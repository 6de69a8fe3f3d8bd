// Copyright 2026 Daniel Pelikan
//
// Licensed under the Apache License, Version 2.0 (the "License");
// you may not use this file except in compliance with the License.
// You may obtain a copy of the License at
//
//     http://www.apache.org/licenses/LICENSE-2.0
//
// Unless required by applicable law or agreed to in writing, software
// distributed under the License is distributed on an "AS IS" BASIS,
// WITHOUT WARRANTIES OR CONDITIONS OF ANY KIND, either express or implied.
// See the License for the specific language governing permissions and
// limitations under the License.

//! In-memory platform for tests and demos.
//!
//! Every successful `open_stream` creates a duplex pipe; the host end goes
//! to the link and the device end is delivered on the channel returned by
//! [`LoopbackPlatform::new`].

use futures::future::BoxFuture;
use futures::FutureExt;
use parking_lot::Mutex;
use std::collections::HashMap;
use std::sync::atomic::{AtomicBool, AtomicUsize, Ordering};
use std::time::Duration;
use tokio::io::DuplexStream;
use tokio::sync::mpsc;
use uuid::Uuid;

use super::link::{BoxedStream, LinkError};
use super::platform::{format_address, parse_address, Endpoint, PairedDevice, Platform};

const PIPE_CAPACITY: usize = 4096;

/// Device side of a loopback connection.
#[derive(Debug)]
pub struct DeviceEnd {
    pub address: String,
    pub service: Uuid,
    pub stream: DuplexStream,
}

#[derive(Debug, Clone)]
struct KnownDevice {
    name: Option<String>,
    refuse: bool,
}

/// Scriptable stand-in for the Bluetooth adapter.
pub struct LoopbackPlatform {
    devices: Mutex<HashMap<String, KnownDevice>>,
    powered: AtomicBool,
    authorized: AtomicBool,
    discovery_cancels: AtomicUsize,
    open_delay: Mutex<Duration>,
    device_tx: mpsc::UnboundedSender<DeviceEnd>,
}

impl LoopbackPlatform {
    pub fn new() -> (Self, mpsc::UnboundedReceiver<DeviceEnd>) {
        let (device_tx, device_rx) = mpsc::unbounded_channel();
        let platform = Self {
            devices: Mutex::new(HashMap::new()),
            powered: AtomicBool::new(true),
            authorized: AtomicBool::new(true),
            discovery_cancels: AtomicUsize::new(0),
            open_delay: Mutex::new(Duration::ZERO),
            device_tx,
        };
        (platform, device_rx)
    }

    /// Register a paired device that accepts connections.
    pub fn add_device(&self, address: &str, name: Option<&str>) -> Result<(), LinkError> {
        self.insert(address, name, false)
    }

    /// Register a paired device that refuses every handshake.
    pub fn add_refusing_device(&self, address: &str, name: Option<&str>) -> Result<(), LinkError> {
        self.insert(address, name, true)
    }

    fn insert(&self, address: &str, name: Option<&str>, refuse: bool) -> Result<(), LinkError> {
        let key = format_address(&parse_address(address)?);
        self.devices.lock().insert(
            key,
            KnownDevice {
                name: name.map(str::to_string),
                refuse,
            },
        );
        Ok(())
    }

    pub fn set_powered(&self, powered: bool) {
        self.powered.store(powered, Ordering::Release);
    }

    pub fn set_authorized(&self, authorized: bool) {
        self.authorized.store(authorized, Ordering::Release);
    }

    /// Make every handshake take `delay` before it answers.
    pub fn set_open_delay(&self, delay: Duration) {
        *self.open_delay.lock() = delay;
    }

    /// How often discovery was cancelled.
    pub fn discovery_cancels(&self) -> usize {
        self.discovery_cancels.load(Ordering::Acquire)
    }
}

impl Platform for LoopbackPlatform {
    fn resolve<'a>(&'a self, address: &'a str) -> BoxFuture<'a, Result<Endpoint, LinkError>> {
        async move {
            if !self.authorized.load(Ordering::Acquire) {
                return Err(LinkError::PermissionDenied(
                    "Bluetooth permissions not granted".to_string(),
                ));
            }
            if !self.powered.load(Ordering::Acquire) {
                return Err(LinkError::TransportUnavailable(
                    "Bluetooth is powered off".to_string(),
                ));
            }

            let bytes = parse_address(address)?;
            let address = format_address(&bytes);
            let name = self
                .devices
                .lock()
                .get(&address)
                .and_then(|d| d.name.clone());

            Ok(Endpoint {
                address,
                bytes,
                name,
            })
        }
        .boxed()
    }

    fn cancel_discovery(&self) -> BoxFuture<'_, Result<(), LinkError>> {
        self.discovery_cancels.fetch_add(1, Ordering::AcqRel);
        futures::future::ready(Ok(())).boxed()
    }

    fn open_stream<'a>(
        &'a self,
        endpoint: &'a Endpoint,
        service: Uuid,
    ) -> BoxFuture<'a, Result<BoxedStream, LinkError>> {
        let delay = *self.open_delay.lock();
        async move {
            if !delay.is_zero() {
                tokio::time::sleep(delay).await;
            }
            let known = self.devices.lock().get(&endpoint.address).cloned();
            match known {
                None => Err(LinkError::ConnectFailed(format!(
                    "no device answered at {}",
                    endpoint.address
                ))),
                Some(device) if device.refuse => Err(LinkError::ConnectFailed(format!(
                    "{} refused the connection",
                    endpoint.address
                ))),
                Some(_) => {
                    let (host, device) = tokio::io::duplex(PIPE_CAPACITY);
                    self.device_tx
                        .send(DeviceEnd {
                            address: endpoint.address.clone(),
                            service,
                            stream: device,
                        })
                        .map_err(|_| {
                            LinkError::ConnectFailed("loopback device end dropped".to_string())
                        })?;
                    Ok(Box::new(host) as BoxedStream)
                }
            }
        }
        .boxed()
    }

    fn paired_devices(&self) -> BoxFuture<'_, Result<Vec<PairedDevice>, LinkError>> {
        let mut devices: Vec<PairedDevice> = self
            .devices
            .lock()
            .iter()
            .map(|(address, device)| PairedDevice::new(device.name.clone(), address.clone()))
            .collect();
        devices.sort_by(|a, b| a.address.cmp(&b.address));
        futures::future::ready(Ok(devices)).boxed()
    }
}
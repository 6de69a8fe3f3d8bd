// Copyright 2026 Daniel Pelikan
//
// Licensed under the Apache License, Version 2.0 (the "License");
// you may not use this file except in compliance with the License.
// You may obtain a copy of the License at
//
//     http://www.apache.org/licenses/LICENSE-2.0
//
// Unless required by applicable law or agreed to in writing, software
// distributed under the License is distributed on an "AS IS" BASIS,
// WITHOUT WARRANTIES OR CONDITIONS OF ANY KIND, either express or implied.
// See the License for the specific language governing permissions and
// limitations under the License.

//! Platform services the link layer depends on.

use futures::future::BoxFuture;
use std::fmt;
use uuid::Uuid;

use super::link::{BoxedStream, LinkError};

/// Name shown for devices that do not report one.
pub const UNKNOWN_DEVICE_NAME: &str = "Unknown device";

/// Separator between name and address in a device descriptor.
const DESCRIPTOR_SEPARATOR: &str = " - ";

/// A resolved remote endpoint.
#[derive(Debug, Clone, PartialEq, Eq)]
pub struct Endpoint {
    /// Canonical address string.
    pub address: String,
    /// Raw address bytes, most significant first.
    pub bytes: [u8; 6],
    /// Display name, if the platform knows one.
    pub name: Option<String>,
}

/// A paired Bluetooth device.
#[derive(Debug, Clone, PartialEq, Eq)]
pub struct PairedDevice {
    pub name: String,
    pub address: String,
}

impl PairedDevice {
    pub fn new(name: Option<String>, address: impl Into<String>) -> Self {
        Self {
            name: name.unwrap_or_else(|| UNKNOWN_DEVICE_NAME.to_string()),
            address: address.into(),
        }
    }

    /// Parse a `"<name> - <address>"` descriptor.
    pub fn parse(descriptor: &str) -> Option<Self> {
        let parts: Vec<&str> = descriptor.split(DESCRIPTOR_SEPARATOR).collect();
        match parts.as_slice() {
            [name, address] if !address.trim().is_empty() => Some(Self {
                name: name.trim().to_string(),
                address: address.trim().to_string(),
            }),
            _ => None,
        }
    }
}

impl fmt::Display for PairedDevice {
    fn fmt(&self, f: &mut fmt::Formatter<'_>) -> fmt::Result {
        write!(f, "{}{}{}", self.name, DESCRIPTOR_SEPARATOR, self.address)
    }
}

/// Radio-side services consumed by the link layer.
///
/// Implemented by the BlueZ adapter for real hardware and by the loopback
/// double in tests.
pub trait Platform: Send + Sync {
    /// Resolve an address string to an endpoint.
    ///
    /// Fails with `PermissionDenied`, `TransportUnavailable` or
    /// `AddressInvalid`.
    fn resolve<'a>(&'a self, address: &'a str) -> BoxFuture<'a, Result<Endpoint, LinkError>>;

    /// Stop any running device discovery.
    fn cancel_discovery(&self) -> BoxFuture<'_, Result<(), LinkError>>;

    /// Open a stream to `endpoint` for the given service class.
    fn open_stream<'a>(
        &'a self,
        endpoint: &'a Endpoint,
        service: Uuid,
    ) -> BoxFuture<'a, Result<BoxedStream, LinkError>>;

    /// Devices already paired with the local adapter.
    fn paired_devices(&self) -> BoxFuture<'_, Result<Vec<PairedDevice>, LinkError>>;
}

/// Parse a MAC-style `AA:BB:CC:DD:EE:FF` address.
///
/// `-` is accepted as a separator as well; case is ignored.
pub fn parse_address(address: &str) -> Result<[u8; 6], LinkError> {
    let invalid = || LinkError::AddressInvalid(address.to_string());

    let parts: Vec<&str> = address.trim().split([':', '-']).collect();
    if parts.len() != 6 {
        return Err(invalid());
    }

    let mut bytes = [0u8; 6];
    for (byte, part) in bytes.iter_mut().zip(parts) {
        if part.len() != 2 {
            return Err(invalid());
        }
        *byte = u8::from_str_radix(part, 16).map_err(|_| invalid())?;
    }
    Ok(bytes)
}

/// Format address bytes as upper-case colon separated hex.
pub fn format_address(bytes: &[u8; 6]) -> String {
    bytes
        .iter()
        .map(|b| format!("{:02X}", b))
        .collect::<Vec<_>>()
        .join(":")
}
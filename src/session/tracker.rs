// Copyright 2026 Daniel Pelikan
//
// Licensed under the Apache License, Version 2.0 (the "License");
// you may not use this file except in compliance with the License.
// You may obtain a copy of the License at
//
//     http://www.apache.org/licenses/LICENSE-2.0
//
// Unless required by applicable law or agreed to in writing, software
// distributed under the License is distributed on an "AS IS" BASIS,
// WITHOUT WARRANTIES OR CONDITIONS OF ANY KIND, either express or implied.
// See the License for the specific language governing permissions and
// limitations under the License.

//! Acknowledgement tracking for the most recent command.

use parking_lot::Mutex;
use std::sync::{Arc, Weak};
use std::time::Duration;
use tokio::sync::broadcast;
use tokio::task::JoinHandle;
use tokio::time::Instant;
use tracing::{debug, warn};

use crate::events::SessionEvent;

/// The command currently awaiting confirmation.
#[derive(Debug, Clone)]
pub struct PendingCommand {
    pub command: String,
    pub issued_at: Instant,
    id: u64,
}

#[derive(Default)]
struct TrackerState {
    pending: Option<PendingCommand>,
    timer: Option<JoinHandle<()>>,
    next_id: u64,
}

/// Tracks at most one outstanding command and its timeout.
///
/// Arming replaces whatever was pending; the replaced command is dropped
/// without any event.
pub struct CommandTracker {
    state: Arc<Mutex<TrackerState>>,
    events: broadcast::Sender<SessionEvent>,
}

impl CommandTracker {
    pub fn new(events: broadcast::Sender<SessionEvent>) -> Self {
        Self {
            state: Arc::new(Mutex::new(TrackerState::default())),
            events,
        }
    }

    /// Start tracking `command`, expiring after `timeout`.
    ///
    /// Must be called from within a tokio runtime.
    pub fn arm(&self, command: &str, timeout: Duration) {
        let mut state = self.state.lock();
        if let Some(timer) = state.timer.take() {
            timer.abort();
        }
        if let Some(previous) = state.pending.take() {
            debug!("Abandoning confirmation of \"{}\"", previous.command);
        }

        state.next_id += 1;
        let id = state.next_id;
        state.pending = Some(PendingCommand {
            command: command.to_string(),
            issued_at: Instant::now(),
            id,
        });

        let weak = Arc::downgrade(&self.state);
        let events = self.events.clone();
        state.timer = Some(tokio::spawn(async move {
            tokio::time::sleep(timeout).await;
            Self::expire(weak, id, events);
        }));
    }

    fn expire(state: Weak<Mutex<TrackerState>>, id: u64, events: broadcast::Sender<SessionEvent>) {
        let Some(state) = state.upgrade() else {
            return;
        };

        let expired = {
            let mut state = state.lock();
            match &state.pending {
                Some(pending) if pending.id == id => {
                    state.timer = None;
                    state.pending.take()
                }
                _ => None,
            }
        };

        if let Some(pending) = expired {
            warn!(
                "No confirmation for \"{}\" after {:?}",
                pending.command,
                pending.issued_at.elapsed()
            );
            let _ = events.send(SessionEvent::UnconfirmedCommand {
                command: pending.command,
            });
        }
    }

    /// Confirm `command` if it is the one pending.
    ///
    /// Returns whether the pending command was cleared.
    pub fn confirm(&self, command: &str) -> bool {
        let mut state = self.state.lock();
        let matches = state
            .pending
            .as_ref()
            .is_some_and(|pending| pending.command == command);
        if !matches {
            return false;
        }

        if let Some(timer) = state.timer.take() {
            timer.abort();
        }
        if let Some(pending) = state.pending.take() {
            debug!(
                "\"{}\" confirmed after {:?}",
                pending.command,
                pending.issued_at.elapsed()
            );
        }
        true
    }

    /// Drop the pending command and its timer.
    pub fn clear(&self) {
        let mut state = self.state.lock();
        if let Some(timer) = state.timer.take() {
            timer.abort();
        }
        state.pending = None;
    }

    pub fn pending(&self) -> Option<PendingCommand> {
        self.state.lock().pending.clone()
    }
}

impl Drop for CommandTracker {
    fn drop(&mut self) {
        self.clear();
    }
}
^^^^^^^^
§ Task to carry out: Sift the material for lines with the string "TrackerState". Copy each one found.

§ Answer section:
struct TrackerState {
    state: Arc<Mutex<TrackerState>>,
            state: Arc::new(Mutex::new(TrackerState::default())),
    fn expire(state: Weak<Mutex<TrackerState>>, id: u64, events: broadcast::Sender<SessionEvent>) {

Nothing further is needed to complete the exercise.